Ways to Measure Center • Mean • The mean is not a resistant measure of center. (sensitive to outliers) • Used mostly with symmetric distributions.
Ways to measure center • Median • Midpoint of a distribution • Median is a resistant measure of center • Used with symmetric or skewed distributions.
Ways to Measure Spread • 1) Range • Highest value – lowest value • Problem: could be based on outliers • 2) Quartiles (for use with median) • pth percentile – value such that p percent of the observations fall at or below it • Q1 (quartile 1): 25th percentile • Median of the first half of the data • Q3 (quartile 3): 75th percentile • Median of the second half of the data
Ways to Measure Spread • 5 Number Summary • Minimum, Q1, median, Q3, maximum • The 5-number summary for a distribution can be illustrated in a boxplot.

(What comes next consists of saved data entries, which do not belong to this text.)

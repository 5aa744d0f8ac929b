//! Command-line interface for devcomm address mapping.

use std::path::{Path, PathBuf};

use anyhow::{Context, Result};
use clap::{Parser, Subcommand, ValueEnum};
use devcomm_core::prelude::*;
use devcomm_core::{DevCommFilterInfo as FilterInfo, Error as DevCommError};
use serde::Serialize;

/// devcomm - Map device and PLC memory addresses onto platform memory.
#[derive(Parser, Debug)]
#[command(name = "devcomm")]
#[command(author, version, about, long_about = None)]
struct Args {
    /// Action to perform.
    #[command(subcommand)]
    command: Command,

    /// TOML config file.
    #[arg(short, long, global = true)]
    config: Option<PathBuf>,

    /// Print results as JSON.
    #[arg(long, global = true)]
    json: bool,

    /// Verbose output.
    #[arg(short, long, global = true)]
    verbose: bool,
}

/// Available commands.
#[derive(Subcommand, Debug)]
enum Command {
    /// Load a mapping file and report loaded and skipped lines.
    Check {
        /// Mapping file to check.
        #[arg(required = true)]
        file: PathBuf,
        /// How to interpret the file.
        #[arg(short, long, value_enum, default_value_t = ModeArg::Auto)]
        mode: ModeArg,
    },
    /// Swap a device filter (e.g. DEV1:INWORD) for its mapped address.
    SwapDev {
        /// Filter expression.
        filter: String,
        /// Device mapping file (defaults to the configured path).
        #[arg(short, long)]
        device_map: Option<PathBuf>,
        /// Active filter criteria, `name=value`.
        #[arg(long = "filter-info", value_parser = parse_filter_info)]
        filter_info: Vec<FilterInfo>,
    },
    /// Swap a PLC filter (e.g. M1:V1:WORD) for its mapped address.
    SwapPlc {
        /// Filter expression.
        filter: String,
        /// PLC mapping file (defaults to the configured path).
        #[arg(short, long)]
        plc_map: Option<PathBuf>,
        /// Secondary filter over non-key fields, e.g. `target=D100`.
        #[arg(short, long)]
        extra: Option<String>,
        /// Active filter criteria, `name=value`.
        #[arg(long = "filter-info", value_parser = parse_filter_info)]
        filter_info: Vec<FilterInfo>,
    },
    /// List the keys of the address tables.
    Table {
        /// Device mapping file.
        #[arg(short, long)]
        device_map: Option<PathBuf>,
        /// PLC mapping file.
        #[arg(short, long)]
        plc_map: Option<PathBuf>,
    },
    /// List the platform data type tags.
    DataTypes,
}

#[derive(ValueEnum, Clone, Copy, Debug)]
enum ModeArg {
    Device,
    Plc,
    Auto,
}

impl From<ModeArg> for LoadMode {
    fn from(mode: ModeArg) -> Self {
        match mode {
            ModeArg::Device => LoadMode::Device,
            ModeArg::Plc => LoadMode::Plc,
            ModeArg::Auto => LoadMode::Auto,
        }
    }
}

fn parse_filter_info(s: &str) -> std::result::Result<FilterInfo, String> {
    let (name, value) = s
        .split_once('=')
        .ok_or_else(|| format!("expected name=value, got {:?}", s))?;
    let value = value
        .trim()
        .parse::<i32>()
        .map_err(|_| format!("filter value must be an integer, got {:?}", value))?;
    Ok(FilterInfo::new(name.trim(), value))
}

fn main() -> Result<()> {
    let args = Args::parse();

    let log_level = if args.verbose { "debug" } else { "warn" };

    // JSON logs for production/container environments
    let json_logging = std::env::var("DEVCOMM_LOG_JSON")
        .ok()
        .and_then(|v| v.parse().ok())
        .unwrap_or(false);

    let env_filter = tracing_subscriber::EnvFilter::try_from_default_env()
        .unwrap_or_else(|_| tracing_subscriber::EnvFilter::new(log_level));

    if json_logging {
        tracing_subscriber::fmt()
            .json()
            .with_env_filter(env_filter)
            .with_target(true)
            .with_writer(std::io::stderr)
            .init();
    } else {
        tracing_subscriber::fmt()
            .with_env_filter(env_filter)
            .with_target(false)
            .with_thread_ids(false)
            .with_file(false)
            .with_line_number(false)
            .compact()
            .with_writer(std::io::stderr)
            .init();
    }

    tracing::debug!(command = ?args.command, "devcomm starting");
    let config = load_config(args.config.as_deref())?;

    match args.command {
        Command::Check { file, mode } => run_check(config, &file, mode.into(), args.json),
        Command::SwapDev {
            filter,
            device_map,
            filter_info,
        } => run_swap_dev(config, &filter, device_map, filter_info, args.json),
        Command::SwapPlc {
            filter,
            plc_map,
            extra,
            filter_info,
        } => run_swap_plc(config, &filter, plc_map, extra, filter_info, args.json),
        Command::Table {
            device_map,
            plc_map,
        } => run_table(config, device_map, plc_map, args.json),
        Command::DataTypes => run_data_types(args.json),
    }
}

/// Config file if given, then `DEVCOMM_*` environment overrides.
fn load_config(path: Option<&Path>) -> Result<DevCommConfig> {
    let config = match path {
        Some(path) => DevCommConfig::load(path)
            .with_context(|| format!("Failed to load config {}", path.display()))?,
        None => DevCommConfig::default(),
    };
    let config = config.with_env_overrides();
    config.validate()?;
    Ok(config)
}

fn print_json<T: Serialize>(value: &T) -> Result<()> {
    println!("{}", serde_json::to_string_pretty(value)?);
    Ok(())
}

/// Load the explicit file, or fall back to every configured path.
fn prepare_resolver(
    mut config: DevCommConfig,
    device_map: Option<PathBuf>,
    plc_map: Option<PathBuf>,
) -> Result<AddressResolver> {
    if device_map.is_some() || plc_map.is_some() {
        config.mem_map_path = None;
        config.device_map_path = device_map;
        config.plc_map_path = plc_map;
    }
    let resolver = AddressResolver::new(config)?;
    let summary = resolver.reload().context("Failed to load mapping files")?;
    if summary.skipped_count() > 0 {
        eprintln!(
            "warning: skipped {} malformed mapping line(s)",
            summary.skipped_count()
        );
    }
    Ok(resolver)
}

fn run_check(config: DevCommConfig, file: &Path, mode: LoadMode, json: bool) -> Result<()> {
    let resolver = AddressResolver::new(config)?;
    let summary = resolver
        .load_mem_mapping_file(file, mode)
        .with_context(|| format!("Failed to load {}", file.display()))?;

    if json {
        return print_json(&summary);
    }

    println!("Mapping file: {}", file.display());
    println!("  device records: {}", summary.device_loaded);
    println!("  plc records:    {}", summary.plc_loaded);
    println!("  skipped lines:  {}", summary.skipped_count());
    for skipped in &summary.skipped {
        println!("    line {}: {}", skipped.line, skipped.reason);
    }
    Ok(())
}

fn run_swap_dev(
    config: DevCommConfig,
    filter: &str,
    device_map: Option<PathBuf>,
    filter_info: Vec<FilterInfo>,
    json: bool,
) -> Result<()> {
    let resolver = prepare_resolver(config, device_map, None)?;
    resolver.set_comm_filters(filter_info);

    let entry = resolver
        .resolve_device_address(filter)?
        .ok_or_else(|| DevCommError::NotFound(filter.to_string()))?;

    if json {
        return print_json(&entry);
    }
    println!("device:  {}", entry.dev_id);
    println!("memtype: {}", entry.mem_type);
    println!("target:  {}", entry.target_addr);
    if !entry.desc.is_empty() {
        println!("desc:    {}", entry.desc);
    }
    Ok(())
}

fn run_swap_plc(
    config: DevCommConfig,
    filter: &str,
    plc_map: Option<PathBuf>,
    extra: Option<String>,
    filter_info: Vec<FilterInfo>,
    json: bool,
) -> Result<()> {
    let resolver = prepare_resolver(config, None, plc_map)?;
    resolver.set_comm_filters(filter_info);

    let entry = resolver
        .resolve_plc_address(filter, extra.as_deref())?
        .ok_or_else(|| DevCommError::NotFound(filter.to_string()))?;

    if json {
        return print_json(&entry);
    }
    println!("machine:  {}", entry.machine_id);
    println!("vendor:   {}", entry.vendor_code);
    println!("type:     {}", entry.target_data_type);
    println!("target:   {}", entry.plc_target_addr);
    println!("end:      {}", entry.plc_target_end_addr);
    println!("memory:   {} {} @ {}", entry.mem_id, entry.mem_blk_type, entry.plc_data_addr);
    if !entry.desc.is_empty() {
        println!("desc:     {}", entry.desc);
    }
    Ok(())
}

#[derive(Serialize)]
struct TableKeys {
    device: Vec<String>,
    plc: Vec<String>,
}

fn run_table(
    config: DevCommConfig,
    device_map: Option<PathBuf>,
    plc_map: Option<PathBuf>,
    json: bool,
) -> Result<()> {
    let resolver = prepare_resolver(config, device_map, plc_map)?;
    let keys = TableKeys {
        device: resolver.device_keys(),
        plc: resolver.plc_keys(),
    };

    if json {
        return print_json(&keys);
    }
    println!("Device table ({} keys)", keys.device.len());
    for key in &keys.device {
        println!("  {}", key);
    }
    println!("PLC table ({} keys)", keys.plc.len());
    for key in &keys.plc {
        println!("  {}", key);
    }
    Ok(())
}

#[derive(Serialize)]
struct DataTypeRow {
    code: u8,
    tag: &'static str,
    bits: u32,
    signed: bool,
}

fn run_data_types(json: bool) -> Result<()> {
    let rows: Vec<DataTypeRow> = DataType::ALL
        .iter()
        .map(|t| DataTypeRow {
            code: t.code(),
            tag: t.as_str(),
            bits: t.bit_width(),
            signed: t.is_signed(),
        })
        .collect();

    if json {
        return print_json(&rows);
    }
    for row in rows {
        println!(
            "{:>2}  {:<13} {:>2} bit  {}",
            row.code,
            row.tag,
            row.bits,
            if row.signed { "signed" } else { "unsigned" }
        );
    }
    Ok(())
}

1.5 x IQR Rule for Outliers • IQR = Q3 – Q1 (Interquartile Range) • Rule: If an observation falls more than 1.5 x IQR above Q3 or below Q1, then we consider it an outlier. • The 5 Number Summary can be used for distributions which are skewed, or which have strong outliers.
Ways to Measure Spread • Standard deviation (for use with the mean) • Std Dev tells you, on average, how far each observation is from the mean.
Properties of Standard Deviation • s gets larger as the data become more spread out. • Only use mean and std dev for reasonably symmetric distributions which are free of outliers.
Linear Transformation of Data • Xnew = a + bx • The shape of the distribution does not change. • Multiplying each observation by a positive number, b, multiplies both measures of center and measures of spread by b. • Adding the same number, a, to each observation adds a to measures of center and to quartiles, but does not change measures of spread.